▶ WHAT YOU SHOULD DO:
If a line of the data below holds the string "each", copy it.

▶ RECORDS:
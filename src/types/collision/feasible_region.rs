use log::error;
use num_traits::Float;

use crate::types::geometry::{ClosestPointType, Vec3};

use super::{TetMesh, NO_NEIGHBOR};

// Absolute term of the half-space relaxation. Only the relative term is used.
const ABSOLUTE_RELAXATION: f64 = 0.0;

/// Check whether a candidate closest point is geometrically admissible for
/// the triangle feature it landed on.
///
/// A closest point that wins the pure distance comparison can still be a
/// spurious contact when the query point does not lie in the region from
/// which the feature is actually the nearest part of the surface. Edge and
/// vertex candidates are filtered against the inner half-spaces spanned by
/// the incident faces and edges; interior candidates are always admissible.
///
/// # Arguments
///
/// * `query_point` - The point the closest point was computed from.
/// * `mesh` - The mesh the candidate face belongs to.
/// * `face_id` - The candidate surface face.
/// * `point_type` - Feature classification of the candidate closest point.
/// * `epsilon` - Relative relaxation of the half-space tests.
pub fn check_feasible_region<T: Float>(
    query_point: &Vec3<T>,
    mesh: &TetMesh<T>,
    face_id: usize,
    point_type: ClosestPointType,
    epsilon: T,
) -> bool {
    let face = mesh.surface_face(face_id);
    match point_type {
        // A closest point inside the triangle is always admissible.
        ClosestPointType::AtInterior => true,
        ClosestPointType::AtAB => check_edge_feasible_region(query_point, mesh, face_id, 0, epsilon),
        ClosestPointType::AtBC => check_edge_feasible_region(query_point, mesh, face_id, 1, epsilon),
        ClosestPointType::AtAC => check_edge_feasible_region(query_point, mesh, face_id, 2, epsilon),
        ClosestPointType::AtA => {
            check_vertex_feasible_region(query_point, mesh, face[0] as usize, epsilon)
        }
        ClosestPointType::AtB => {
            check_vertex_feasible_region(query_point, mesh, face[1] as usize, epsilon)
        }
        ClosestPointType::AtC => {
            check_vertex_feasible_region(query_point, mesh, face[2] as usize, epsilon)
        }
        ClosestPointType::NotFound => false,
    }
}

/// Check the feasible region of a surface edge.
///
/// The region is the inner prism over the edge bounded by four half-spaces:
/// the two planes through the endpoints perpendicular to the edge, and the
/// two planes spanned by the edge and the inward normal of each incident
/// face. All four tests are relaxed by `-|edge|^2 * epsilon`.
///
/// # Arguments
///
/// * `query_point` - The point to classify.
/// * `mesh` - The mesh the edge belongs to.
/// * `face_id` - The surface face the edge was found on.
/// * `edge` - Local edge index: 0 for ab, 1 for bc, 2 for ca.
/// * `epsilon` - Relative relaxation of the half-space tests.
pub fn check_edge_feasible_region<T: Float>(
    query_point: &Vec3<T>,
    mesh: &TetMesh<T>,
    face_id: usize,
    edge: usize,
    epsilon: T,
) -> bool {
    let neighbor_face_id = mesh.surface_face_neighbor(face_id, edge);
    if neighbor_face_id == NO_NEIGHBOR {
        debug_assert!(false, "Boundary edge encountered in feasibility filtering");
        error!("Boundary edge encountered! The mesh is supposed to be watertight.");
        return true;
    }

    let face = mesh.surface_face(face_id);
    let v1 = mesh.positions()[face[edge] as usize];
    let v2 = mesh.positions()[face[(edge + 1) % 3] as usize];

    // Looking from the inside of the mesh, so the face normals are inverted.
    let normal_1 = -mesh.surface_face_normal(face_id);
    let normal_2 = -mesh.surface_face_normal(neighbor_face_id as usize);

    let ap = *query_point - v1;
    let bp = *query_point - v2;
    let ab = v2 - v1;
    let ba = -ab;

    let relaxed = -ab.dot(&ab) * epsilon
        - T::from(ABSOLUTE_RELAXATION).expect("Failed to convert number to T");

    if ap.dot(&ab) < relaxed {
        return false;
    }

    if bp.dot(&ba) < relaxed {
        return false;
    }

    if ap.dot(&normal_1.cross(&ab)) < relaxed {
        return false;
    }

    if ap.dot(&normal_2.cross(&ba)) < relaxed {
        return false;
    }

    true
}

/// Check the feasible region of a surface vertex.
///
/// The region is the intersection of the half-spaces through the vertex
/// perpendicular to each one-ring edge, relaxed by `-|edge|^2 * epsilon`. A
/// query point inside it has the vertex as the nearest part of the local
/// surface.
///
/// # Arguments
///
/// * `query_point` - The point to classify.
/// * `mesh` - The mesh the vertex belongs to.
/// * `vertex_id` - The vertex, in volume-vertex space. Must lie on the surface.
/// * `epsilon` - Relative relaxation of the half-space tests.
pub fn check_vertex_feasible_region<T: Float>(
    query_point: &Vec3<T>,
    mesh: &TetMesh<T>,
    vertex_id: usize,
    epsilon: T,
) -> bool {
    let a = mesh.positions()[vertex_id];
    let ap = *query_point - a;

    let surface_vertex_id = mesh.surface_vertex_id(vertex_id);
    debug_assert!(surface_vertex_id != NO_NEIGHBOR);

    for &neighbor in mesh.surface_vertex_neighbors(surface_vertex_id as usize) {
        let b = mesh.positions()[neighbor as usize];
        let ba = a - b;

        let relaxed = -ba.dot(&ba) * epsilon
            - T::from(ABSOLUTE_RELAXATION).expect("Failed to convert number to T");

        // ap . ba >= 0 puts the query point on the far side of the plane
        // through the vertex whose normal is the incoming edge direction. The
        // negative margin makes the determination more conservative.
        if ap.dot(&ba) < relaxed {
            return false;
        }
    }

    true
}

▶ EXERCISE OUTPUT:
/// two planes spanned by the edge and the inward normal of each incident
/// perpendicular to each one-ring edge, relaxed by `-|edge|^2 * epsilon`. A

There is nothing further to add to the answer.